Alta Velocità a Chiusi. Forte presa di posizione del PD castiglionese Importante posizione del partito di maggioranza della città lacustre

Comunicato Stampa. Il Trasimeno, questa nostra terra, ha confine con la Toscana e con l’Orvietano, più di altri ha risentito della recessione e lo stesso turismo,  primario volano di sviluppo fino alla fine del secolo scorso, sta subendo un lento ma continuo arretramento.

Sul piano istituzionale, la nascente Unione dei Comuni è lo strumento pensato per associare servizi, sviluppare politiche di area vasta e per assorbire deleghe regionali per il governo del nostro territorio. Dobbiamo rimettere al centro,  la sanità e le servitu’ ed i servizi ad essa connessi, le infrastrutture viarie da tempo progettate ma ancora non realizzate, la non più rinviabile manutenzione ordinaria e straordinaria dei manti stradali delle vie provinciali e statali, la manutenzione delle sponde e dei fondali del Lago Trasimeno, la stabilizzazione del suo precario livello idrico, il trasporto ferroviario e l’alta velocità.

Sull’alta velocità, negli ultimi giorni si è sviluppato un’interessante dibattito in quanto gli importantissimi investimenti fatti sulla stazione di Chiusi, rendono oggi ipotizzabile quanto a suo tempo da molti esperti teorizzato: la fermata di due o più coppie di treni alta velocità, in direzione Roma e Milano. Il Sindaco di Chiusi, Bettolini e l’Assessore della Regione Toscana Ceccarelli, lo stanno chiedendo con forza; il servizio potrebbe essere attivo già entro il 2017.

Questo vorrebbe dire, come sostenuto in più occasioni anche dall’On. Bocci, un più facile collegamento con le Area Metropolitane di Roma e di Firenze, le vere direttrici  di sviluppo del nostro comprensorio, facendoci uscire dal nostro ovattato isolamento.

L’Umbria chiede la realizzazione della media velocità adeguando la Orte-Spoleto-Foligno-Perugia e l’aggancio con l’alta velocità a Firenze e Roma, le cose si integrano perfettamente ma in questo momento serve una presa di posizione netta, del nostro partito e delle istituzioni umbre, sulla priorità ed il pieno appoggio alla proposta avanzata dal Sindaco di Chiusi.

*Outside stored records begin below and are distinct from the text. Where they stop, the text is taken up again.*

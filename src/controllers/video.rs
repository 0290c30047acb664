use axum::{extract::State, Json};
use std::sync::Arc;

use crate::{
    domain::video::{
        VideoGenerationRequest, VideoGenerationResponse, VideoService, VideoServiceApi,
    },
    error::AppResult,
    infrastructure::http::LenientJson,
};

pub struct VideoController {
    video_service: Arc<VideoService>,
}

impl VideoController {
    pub fn new(video_service: Arc<VideoService>) -> Self {
        Self { video_service }
    }

    /// POST /api/generate-video - Narrate a script and write the placeholder video
    pub async fn generate_video(
        State(controller): State<Arc<VideoController>>,
        LenientJson(request): LenientJson<VideoGenerationRequest>,
    ) -> AppResult<Json<VideoGenerationResponse>> {
        let video = controller.video_service.generate(request).await?;

        Ok(Json(VideoGenerationResponse {
            video_path: video.download_path(),
            status: "ready".to_string(),
            message: "✅ Video generated!".to_string(),
        }))
    }
}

Un rafforzamento dei nostri rapporti politici ed istituzionali con l’Orvietano diventa a questo punto strategico e non rinviabile in quanto i reciproci interessi, mai come in questo momento sono coincidenti.

Con la presente chiediamo quindi al PD Comprensoriale e Regionale di fare propria questa istanza portandola ai massimi livelli istituzionali, umbri e nazionali.

Il PD di Castiglione del Lago  

 

Riguardo a Gianni Fanfano

3 commenti

  1. Sono molto contenta se si riuscisse a far passare due treni al giorno per la stazione di Chiusi ,io e so che sarebbe una ventata di opportunità anche per chi viaggia poco e una boccata d’ossigeno per l’economia per tutto il territorio ringrazio le persone che si stanno interessando per il problema ,invito Sidaci e. Chi. Ha. delle responsabilità di essere presenti e partecipare alla riuscita Anna Stefani

  2. luciano fiorani

    Assolutamente condivisibile quello che afferma il signor Orefice (che non conosco). “Di qua e di la dal fosso”, ovviamente, la situazione è identica.
    Quanto ai due treni alta velocità visti semplicisticamente come il toccasana della nostra emarginazione nei collegamenti ferroviari, fa un po’ ridere.
    Due treni veloci contro l’isolamento? E quali sarebbero le mete raggiungibili e in che orario?
    Insomma siamo, come al solito, alle suggestioni. I problemi accumulati sono ormai di tale portata che siamo ridotti ad affidarci ai detti della saggezza popolare, secondo cui, ogni meglio è meglio.
    Ma più in la non si va.

  3. Rodrigo

    La risalita del poggio fa ridere tutti ad esclusione dell’amministrazione stessa, un pulman elettrico sarebbe buona cosa, ma non soltanto per portare gente dal basso al centro, Batino dovrebbe fare uno studio anche delle frazioni e fare un pulmino che passi per esse in virtù alle esigenze, conosco persone che pagano 30 o 40 euro a colpo da Porto a Castiglione del lago perché devono fare una visita.